Phrase structure grammar is concerned with how words and sequences of words combine
to form constituents. A distinct and complementary approach, dependency
grammar, focuses instead on how words relate to other words. Dependency is a binary
asymmetric relation that holds between a head and its dependents. The head of a
sentence is usually taken to be the tensed verb, and every other word is either dependent
on the sentence head or connects to it through a path of dependencies.

In [None]:
groucho_dep_grammar = nltk.parse_dependency_grammar("""
    'shot' -> 'I' | 'elephant' | 'in'
    'elephant' -> 'an' | 'in'
    'in' -> 'pajamas'
    """)

In [None]:
print groucho_dep_grammar

In [None]:
pdp = nltk.ProjectiveDependencyParser(groucho_dep_grammar)

In [None]:
sent = 'I shot an elephant in my pajamas'.split()

In [None]:
trees = pdp.parse(sent)

In [None]:
for tree in trees:
    print tree

# Grammar Development

Parsing builds trees over sentences, according to a phrase structure grammar. Now, all
the examples we gave earlier only involved toy grammars containing a handful of productions.

## Treebanks and Grammars

The corpus module defines the treebank corpus reader, which contains a 10% sample
of the Penn Treebank Corpus.

In [None]:
from nltk.corpus import treebank

In [None]:
t = treebank.parsed_sents('wsj_0001.mrg')[0]

In [None]:
print t

In [None]:
def filter(tree):
    child_nodes = [child.node for child in tree
        if isinstance(child, nltk.Tree)]
    return (tree.node == 'VP') and ('S' in child_nodes)

In [None]:
from nltk.corpus import treebank

In [None]:
[subtree for tree in treebank.parsed_sents()
         for subtree in tree.subtrees(filter)]

In [None]:
entries = nltk.corpus.ppattach.attachments('training')

In [None]:
table = nltk.defaultdict(lambda: nltk.defaultdict(set))

In [None]:
for entry in entries:
    key = entry.noun1 + '-' + entry.prep + '-' + entry.noun2
    table[key][entry.attachment].add(entry.verb)

In [None]:
for key in sorted(table):
    if len(table[key]) > 1:
        print key, 'N:', sorted(table[key]['N']), 'V:', sorted(table[key]['V'])

In [None]:
nltk.corpus.sinica_treebank.parsed_sents()[3450].draw()

## Pernicious Ambiguity

Unfortunately, as the coverage of the grammar increases and the length of the input
sentences grows, the number of parse trees grows rapidly.
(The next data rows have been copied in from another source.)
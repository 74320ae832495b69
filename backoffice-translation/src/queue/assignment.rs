//! Translation assignments and their state machine.
//!
//! ```text
//! pending ──assign──► assigned ──claim──► in_progress ──submit_review──► review
//!    │                   ▲                    │                            │
//!    └─claim(open_pool)──┼────────────────────┘                  approve / reject
//!                        │                                         │         │
//!            release ◄───┴── assigned | in_progress | rejected   approved  rejected
//!                                                                  │
//!                                                               publish ──► published
//!
//! any non-terminal status except published ──archive──► archived
//! ```

use std::fmt;

use chrono::{DateTime, Duration, Utc};
use serde::{Deserialize, Serialize};

#[cfg(feature = "typescript")]
use ts_rs::TS;

#[derive(Debug, Clone, Copy, Default, PartialEq, Eq, Hash, Serialize, Deserialize)]
#[cfg_attr(feature = "typescript", derive(TS))]
#[serde(rename_all = "snake_case")]
pub enum AssignmentType {
    /// Assigned by a manager; cannot be claimed while pending
    #[default]
    Direct,
    /// Any translator may claim it
    OpenPool,
}

#[derive(Debug, Clone, Copy, Default, PartialEq, Eq, Hash, Serialize, Deserialize)]
#[cfg_attr(feature = "typescript", derive(TS))]
#[serde(rename_all = "snake_case")]
pub enum AssignmentStatus {
    #[default]
    Pending,
    Assigned,
    InProgress,
    Review,
    Approved,
    Published,
    Rejected,
    Archived,
}

impl AssignmentStatus {
    pub fn as_str(&self) -> &'static str {
        match self {
            Self::Pending => "pending",
            Self::Assigned => "assigned",
            Self::InProgress => "in_progress",
            Self::Review => "review",
            Self::Approved => "approved",
            Self::Published => "published",
            Self::Rejected => "rejected",
            Self::Archived => "archived",
        }
    }

    /// Published and archived assignments never move again.
    pub fn is_terminal(&self) -> bool {
        matches!(self, Self::Published | Self::Archived)
    }
}

impl fmt::Display for AssignmentStatus {
    fn fmt(&self, f: &mut fmt::Formatter<'_>) -> fmt::Result {
        f.write_str(self.as_str())
    }
}

#[derive(Debug, Clone, Copy, Default, PartialEq, Eq, Hash, PartialOrd, Ord, Serialize, Deserialize)]
#[cfg_attr(feature = "typescript", derive(TS))]
#[serde(rename_all = "snake_case")]
pub enum Priority {
    Low,
    #[default]
    Normal,
    High,
    Urgent,
}

/// Queue operations that move an assignment between statuses.
#[derive(Debug, Clone, Copy, PartialEq, Eq, Hash, Serialize, Deserialize)]
#[serde(rename_all = "snake_case")]
pub enum QueueTransition {
    Assign,
    Claim,
    Release,
    SubmitReview,
    Approve,
    Reject,
    Archive,
    Publish,
}

impl QueueTransition {
    pub fn as_str(&self) -> &'static str {
        match self {
            Self::Assign => "assign",
            Self::Claim => "claim",
            Self::Release => "release",
            Self::SubmitReview => "submit_review",
            Self::Approve => "approve",
            Self::Reject => "reject",
            Self::Archive => "archive",
            Self::Publish => "publish",
        }
    }
}

impl fmt::Display for QueueTransition {
    fn fmt(&self, f: &mut fmt::Formatter<'_>) -> fmt::Result {
        f.write_str(self.as_str())
    }
}

/// Status reached by applying `transition`, if it is allowed.
pub fn next_status(
    status: AssignmentStatus,
    assignment_type: AssignmentType,
    transition: QueueTransition,
) -> Option<AssignmentStatus> {
    use AssignmentStatus::*;
    use QueueTransition as T;

    if status.is_terminal() {
        return None;
    }
    match (transition, status) {
        (T::Assign, Pending) => Some(Assigned),
        (T::Claim, Pending) if assignment_type == AssignmentType::OpenPool => Some(InProgress),
        (T::Claim, Assigned | Rejected) => Some(InProgress),
        (T::Release, Assigned | InProgress | Rejected) => Some(Pending),
        (T::SubmitReview, InProgress) => Some(Review),
        (T::Approve, Review) => Some(Approved),
        (T::Reject, Review) => Some(Rejected),
        (T::Publish, Approved) => Some(Published),
        (T::Archive, _) => Some(Archived),
        _ => None,
    }
}

/// Work to translate one record into one locale.
#[derive(Debug, Clone, PartialEq, Eq, Serialize, Deserialize)]
#[cfg_attr(feature = "typescript", derive(TS))]
#[cfg_attr(feature = "typescript", ts(export))]
pub struct TranslationAssignment {
    pub id: String,
    pub translation_group_id: String,
    pub entity_type: String,
    pub source_record_id: String,
    pub source_locale: String,
    pub target_locale: String,
    pub assignment_type: AssignmentType,
    pub status: AssignmentStatus,
    pub priority: Priority,
    #[serde(default)]
    pub assignee_id: String,
    #[serde(default)]
    pub assigner_id: String,
    #[serde(default)]
    #[cfg_attr(feature = "typescript", ts(type = "string | null"))]
    pub due_date: Option<DateTime<Utc>>,
    #[serde(default)]
    #[cfg_attr(feature = "typescript", ts(type = "string | null"))]
    pub claimed_at: Option<DateTime<Utc>>,
    #[serde(default)]
    #[cfg_attr(feature = "typescript", ts(type = "string | null"))]
    pub submitted_at: Option<DateTime<Utc>>,
    #[serde(default)]
    #[cfg_attr(feature = "typescript", ts(type = "string | null"))]
    pub approved_at: Option<DateTime<Utc>>,
    #[serde(default)]
    #[cfg_attr(feature = "typescript", ts(type = "string | null"))]
    pub archived_at: Option<DateTime<Utc>>,
    #[serde(default)]
    pub last_reviewer_id: String,
    #[serde(default)]
    pub last_rejection_reason: String,
    pub version: u64,
    #[cfg_attr(feature = "typescript", ts(type = "string"))]
    pub created_at: DateTime<Utc>,
    #[cfg_attr(feature = "typescript", ts(type = "string"))]
    pub updated_at: DateTime<Utc>,
}

impl TranslationAssignment {
    /// Lowercased, trimmed `(group, entity type, source, target)`.
    pub fn active_uniqueness_key(&self) -> String {
        [
            &self.translation_group_id,
            &self.entity_type,
            &self.source_locale,
            &self.target_locale,
        ]
        .iter()
        .map(|part| part.trim().to_lowercase())
        .collect::<Vec<_>>()
        .join("|")
    }

    pub fn is_active(&self) -> bool {
        !self.status.is_terminal()
    }

    pub fn next_status(&self, transition: QueueTransition) -> Option<AssignmentStatus> {
        next_status(self.status, self.assignment_type, transition)
    }

    pub fn contract_view(&self, now: DateTime<Utc>) -> ContractView {
        let content_state = match self.status {
            AssignmentStatus::Review | AssignmentStatus::Approved | AssignmentStatus::Published => {
                ContentState::Review
            }
            _ => ContentState::Draft,
        };
        let settled = self.status.is_terminal() || self.status == AssignmentStatus::Approved;
        let due_state = match self.due_date {
            None => DueState::None,
            Some(_) if settled => DueState::None,
            Some(due) if due < now => DueState::Overdue,
            Some(due) if due - now <= Duration::hours(DUE_SOON_HOURS) => DueState::Due,
            Some(_) => DueState::None,
        };
        ContractView {
            queue_state: self.status,
            content_state,
            due_state,
        }
    }
}

/// Window before the due date in which an assignment counts as due.
pub const DUE_SOON_HOURS: i64 = 48;

#[derive(Debug, Clone, Copy, PartialEq, Eq, Serialize, Deserialize)]
#[cfg_attr(feature = "typescript", derive(TS))]
#[serde(rename_all = "snake_case")]
pub enum ContentState {
    Draft,
    Review,
}

#[derive(Debug, Clone, Copy, PartialEq, Eq, Serialize, Deserialize)]
#[cfg_attr(feature = "typescript", derive(TS))]
#[serde(rename_all = "snake_case")]
pub enum DueState {
    None,
    Due,
    Overdue,
}

/// Derived view shipped with queue rows.
#[derive(Debug, Clone, Copy, PartialEq, Eq, Serialize, Deserialize)]
#[cfg_attr(feature = "typescript", derive(TS))]
pub struct ContractView {
    pub queue_state: AssignmentStatus,
    pub content_state: ContentState,
    pub due_state: DueState,
}

/// Assignment plus its contract view, flattened.
#[derive(Debug, Clone, PartialEq, Eq, Serialize, Deserialize)]
pub struct QueueRow {
    #[serde(flatten)]
    pub assignment: TranslationAssignment,
    #[serde(flatten)]
    pub contract: ContractView,
}

impl QueueRow {
    pub fn new(assignment: TranslationAssignment, now: DateTime<Utc>) -> Self {
        let contract = assignment.contract_view(now);
        Self {
            assignment,
            contract,
        }
    }
}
In fact, it grows at an astronomical
rate.

In [None]:
grammar = nltk.parse_cfg("""
                        S -> NP V NP
                        NP -> NP Sbar
                        Sbar -> NP V
                        NP -> 'fish'
                        V -> 'fish'
                        """)

In [None]:
tokens = ["fish"] * 5

In [None]:
cp = nltk.ChartParser(grammar)

In [None]:
for tree in cp.nbest_parse(tokens):
    print tree

## Weighted Grammar

As we have just seen, dealing with ambiguity is a key challenge in developing broadcoverage
parsers. Chart parsers improve the efficiency of computing multiple parses of
the same sentences, but they are still overwhelmed by the sheer number of possible
parses. Weighted grammars and probabilistic parsing algorithms have provided an effective
solution to these problems.

In [None]:
def give(t):
    return t.node == 'VP' and len(t) > 2 and t[1].node == 'NP'\
            and (t[2].node == 'PP-DTV' or t[2].node == 'NP')\
            and ('give' in t[0].leaves() or 'gave' in t[0].leaves())

In [None]:
def sent(t):
    return ' '.join(token for token in t.leaves() if token[0] not in '*-0')

In [None]:
def print_node(t, width):
        output = "%s %s: %s / %s: %s" %\
            (sent(t[0]), t[1].node, sent(t[1]), t[2].node, sent(t[2]))
        if len(output) > width:
            output = output[:width] + "..."
        print output

In [None]:
for tree in nltk.corpus.treebank.parsed_sents():
    for t in tree.subtrees(give):
        print_node(t, 72)

In [None]:
grammar = nltk.parse_pcfg("""
                        S -> NP VP [1.0]
                        VP -> TV NP [0.4]
                        VP -> IV [0.3]
                        VP -> DatV NP NP [0.3]
                        TV -> 'saw' [1.0]
                        IV -> 'ate' [1.0]
                        DatV -> 'gave' [1.0]
                        NP -> 'telescopes' [0.8]
                        NP -> 'Jack' [0.2]
                        """)

In [None]:
print grammar

In [None]:
viterbi_parser = nltk.ViterbiParser(grammar)

In [None]:
print viterbi_parser.parse(['Jack', 'saw', 'telescopes'])